■ Exercise instructions:
Scan the records below, and wherever a line has the word "load", pull it out.

■ Data to use:
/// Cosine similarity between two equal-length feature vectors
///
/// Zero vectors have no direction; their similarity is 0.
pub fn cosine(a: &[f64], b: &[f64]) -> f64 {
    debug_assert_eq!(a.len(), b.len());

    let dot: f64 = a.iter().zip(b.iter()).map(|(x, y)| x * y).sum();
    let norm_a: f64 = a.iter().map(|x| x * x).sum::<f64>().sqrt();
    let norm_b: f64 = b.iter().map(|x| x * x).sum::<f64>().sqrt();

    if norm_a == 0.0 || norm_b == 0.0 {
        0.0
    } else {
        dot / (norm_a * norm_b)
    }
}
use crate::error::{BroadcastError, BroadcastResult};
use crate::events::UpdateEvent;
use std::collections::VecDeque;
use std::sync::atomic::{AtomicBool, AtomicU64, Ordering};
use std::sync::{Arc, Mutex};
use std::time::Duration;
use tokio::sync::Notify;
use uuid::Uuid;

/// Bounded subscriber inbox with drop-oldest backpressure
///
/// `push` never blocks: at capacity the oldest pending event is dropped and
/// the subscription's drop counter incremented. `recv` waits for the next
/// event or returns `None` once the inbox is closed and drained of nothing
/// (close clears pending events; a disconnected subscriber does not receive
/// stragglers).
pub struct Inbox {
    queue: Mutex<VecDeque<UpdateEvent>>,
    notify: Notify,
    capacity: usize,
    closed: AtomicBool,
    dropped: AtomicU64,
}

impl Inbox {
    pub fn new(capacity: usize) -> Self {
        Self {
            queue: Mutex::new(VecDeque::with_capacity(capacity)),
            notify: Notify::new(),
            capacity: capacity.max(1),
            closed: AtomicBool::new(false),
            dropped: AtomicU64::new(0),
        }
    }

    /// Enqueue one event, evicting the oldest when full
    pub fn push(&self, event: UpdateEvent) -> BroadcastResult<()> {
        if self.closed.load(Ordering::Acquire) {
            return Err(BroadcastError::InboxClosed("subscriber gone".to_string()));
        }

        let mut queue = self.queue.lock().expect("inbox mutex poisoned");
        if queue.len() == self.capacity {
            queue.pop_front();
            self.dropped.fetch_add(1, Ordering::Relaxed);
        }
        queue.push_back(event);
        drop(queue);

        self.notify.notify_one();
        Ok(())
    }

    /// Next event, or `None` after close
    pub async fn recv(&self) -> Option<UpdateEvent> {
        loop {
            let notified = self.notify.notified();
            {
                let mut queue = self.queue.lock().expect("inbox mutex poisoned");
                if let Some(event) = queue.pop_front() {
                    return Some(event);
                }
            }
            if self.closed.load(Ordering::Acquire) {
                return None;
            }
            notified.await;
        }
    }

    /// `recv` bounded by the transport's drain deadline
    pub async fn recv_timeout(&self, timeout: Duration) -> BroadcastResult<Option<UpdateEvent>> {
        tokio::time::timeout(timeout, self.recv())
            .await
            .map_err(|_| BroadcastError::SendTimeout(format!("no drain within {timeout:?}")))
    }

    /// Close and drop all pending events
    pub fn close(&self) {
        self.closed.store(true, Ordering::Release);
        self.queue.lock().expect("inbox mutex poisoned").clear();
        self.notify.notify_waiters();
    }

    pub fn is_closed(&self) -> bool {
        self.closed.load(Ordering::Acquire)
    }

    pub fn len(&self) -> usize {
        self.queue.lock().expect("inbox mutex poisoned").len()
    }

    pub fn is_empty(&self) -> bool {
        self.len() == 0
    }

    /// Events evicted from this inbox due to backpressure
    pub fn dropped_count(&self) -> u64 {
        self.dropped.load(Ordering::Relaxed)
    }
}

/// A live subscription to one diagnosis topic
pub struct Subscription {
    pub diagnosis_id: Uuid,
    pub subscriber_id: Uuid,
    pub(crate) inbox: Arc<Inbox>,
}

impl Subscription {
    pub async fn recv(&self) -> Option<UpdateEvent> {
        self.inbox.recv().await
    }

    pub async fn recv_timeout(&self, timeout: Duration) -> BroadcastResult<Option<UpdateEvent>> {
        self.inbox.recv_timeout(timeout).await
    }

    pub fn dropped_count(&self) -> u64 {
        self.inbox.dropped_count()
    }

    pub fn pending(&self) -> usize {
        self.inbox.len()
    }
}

■ Answer for this exercise:
        if self.closed.load(Ordering::Acquire) {
            if self.closed.load(Ordering::Acquire) {
        self.closed.load(Ordering::Acquire)
        self.dropped.load(Ordering::Relaxed)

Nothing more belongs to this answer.